Después de haber estado allí, ¿cómo es posible que nadie soporte un mundo tan sucio? ¿Tal vez por el aliento que flota en algunas capas del hojaldre del escaso rocío del desierto, invitando a pensar que no ha terminado la prometedora Primavera Árabe? John Lee Anderson (California, 1957) viajó hasta el país más oscurantista de aquellos en los que tuvo lugar la última rebelión en busca del Edén, aunque más con intenciones de cronista bélico que con ánimo de ayudar a soportar los pilares morales que combatían la angustia. Durante meses Libia fue un grueso reguero de pólvora hasta la muerte de Gadafi. Y Lee Anderson supo sumergirse y detallar la guerra en una sucesión de párrafos que impactan. Con las calderas a pleno rendimiento, se aproxima todo lo posible a las bombas, sabiendo, eso sí, que en caso de guerra lo mejor es permanecer en la periferia.
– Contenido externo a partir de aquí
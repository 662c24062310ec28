//! Formula-preserving snapshot extraction from XLSX/XLSM packages.
//!
//! A workbook package is a ZIP of XML parts (the Open Packaging Convention).
//! This crate opens the package ([`WorkbookArchive`]), streams each
//! worksheet's `<sheetData>` and reduces the document to a
//! [`cellwatch_model::CellModel`]: formula text for formula cells, a coerced
//! scalar for everything else, empty cells omitted.
//!
//! The extraction is deliberately value-free for formula cells — the cached
//! `<v>` payload of a formula is a calculation artifact, not content — and
//! array/shared formulas are reduced to their shared text so that two reads of
//! an unchanged file always produce identical models.

mod cache;
mod error;
mod external_refs;
mod package;
mod properties;
mod shared_strings;
mod snapshot;

pub use cache::SnapshotCache;
pub use error::{ErrorKind, SnapshotError};
pub use external_refs::external_ref_map;
pub use package::WorkbookArchive;
pub use properties::last_author;
pub use snapshot::{DocumentSnapshot, SnapshotEngine};

/// File extensions of the archived-workbook family (lowercase, without dot).
pub const SUPPORTED_EXTENSIONS: &[&str] = &["xlsx", "xlsm"];

/// Prefix of the host application's lock files (`~$Report.xlsx`).
pub const LOCK_FILE_PREFIX: &str = "~$";
//! Durable state for the monitor: per-document baseline snapshots, the
//! append-only audit log, and the resumable-build progress record.
//!
//! Baselines are gzip-compressed JSON updated only by atomic replacement; a
//! reader never observes a partially written file. The audit log is a daily
//! gzip CSV opened in append mode (each append is its own gzip member, which
//! concatenates into a valid stream).

mod audit;
mod baseline;
mod progress;

pub use audit::{AuditError, AuditLog, AUDIT_HEADER};
pub use baseline::{BaselineStore, StoreError, BASELINE_SUFFIX};
pub use progress::{BuildProgress, ProgressLog};
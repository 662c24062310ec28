use std::sync::atomic::{AtomicBool, Ordering};
use std::sync::Arc;

/// Cooperative cancellation token shared by the baseline builder, the event
/// loop and the signal handler.
#[derive(Clone, Debug, Default)]
pub struct StopFlag(Arc<AtomicBool>);

impl StopFlag {
    pub fn new() -> Self {
        StopFlag::default()
    }

    pub fn trigger(&self) {
        self.0.store(true, Ordering::SeqCst);
    }

    pub fn is_stopped(&self) -> bool {
        self.0.load(Ordering::SeqCst)
    }
}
Pero absorbiendo lo frenético: como la inmediata y masiva emigración de los trabajadores marginales, los filipinos o bangladesíes, que aceptaban los trabajos más rastreros del país. Hay en esos episodios cierta inocencia rasgada a tiros. Y Lee Anderson se empeña en conocer el origen y el destino de cada disparo que afila sus orejas. Confiesa el valor y confiesa el miedo. Escucha a la muerte y el caos moviliza el líquido vítreo de los ojos. No oculta nada de lo atroz que presencia, en una guerra sin información, en la que nadie sabe quién está ganando o perdiendo; en la que abundan los rumores y se ningunean las certezas. El espíritu festivo de la buena revolución se terminó a las pocas horas, pues en seguida llegó el tiempo de los cuchillos. El tiempo de lo festivo que sucede a lo violento, de la anarquía en forma de infierno. Del horror. Las veredas del camino están sembradas de restos humanos, no todos muertos, pero todos sin humanidad. Lee Anderson se apaña para incrustar pequeñas historias dentro del gran mosaico, sin que su redacción pierda nunca el vértigo, pero permitiéndole beber, aquí y allá, de la amistad. Lee Anderson es un testigo, pero no un héroe. Y no pretende ser otra cosa: su sinceridad emociona, porque los protagonistas son los locos y los sufrientes.

A esa primera mitad del libro, demoledora, sucederá un análisis geopolítico, algo antropológico, social y económico. Tras las repugnantes muertes que causó Gadafi, y su siniestra muerte transmitida de teléfono móvil a teléfono móvil, Lee Anderson investiga las deficiencias y dificultades de un gobierno de transición que nunca llegó a cuajar. Los rebeldes se ven condicionados tanto por su triunfo como por sus costumbres. El paisaje después de la batalla es desolador, en el que en mitad del desierto urbano se escucha algún “gloria a Dios” pronunciado con mucha sed. Cualquier visita que Lee Anderson hace a oficinas, delegaciones o a la mismísima mansión de Gadafi, es un cuadro tan chocante como estremecedor. Impera un vacío que es hasta físico, pues había hecho de Libia un negocio familiar, una vez que desaparece la monomanía de Gadafi, que es él mismo. Su locura de autócrata, su vehemencia, su esquizofrenia progresiva, la confusión que él inventó y que terminó por convertirse en su primera línea de defensa, y su apoyo a actos de terrorismo.

Así es como Lee Anderson llega a la conclusión de que Libia es un territorio sin estado, el primer testimonio de la incertidumbre. Un terreno para juegos de tronos, oscuros, sin ley que ponga orden, con centenares de grupos armados, entre los que se encuentran islamistas violentos. Una nación tan desestabilizada que no es capaz de controlar sus fronteras que, por otra parte, son miles de kilómetros de desierto. Paradójicamente, Libia es un país aislado. Y, dada su ubicación, un territorio donde tal vez el ISIS, nos previene Lee Anderson, esté construyendo parte de su califato. Se podría interrogar a Lee Anderson acerca de estas conclusiones, se podrían rebatir o apoyar. Pero lo que es innegable, es que como escritor, como reportero, no nos ha permitido ni un segundo de reposo hasta que no hemos llegado al final. Tras varias horas de lectura sin apartar la vista del libro, entonces ya el lector puede coger aliento.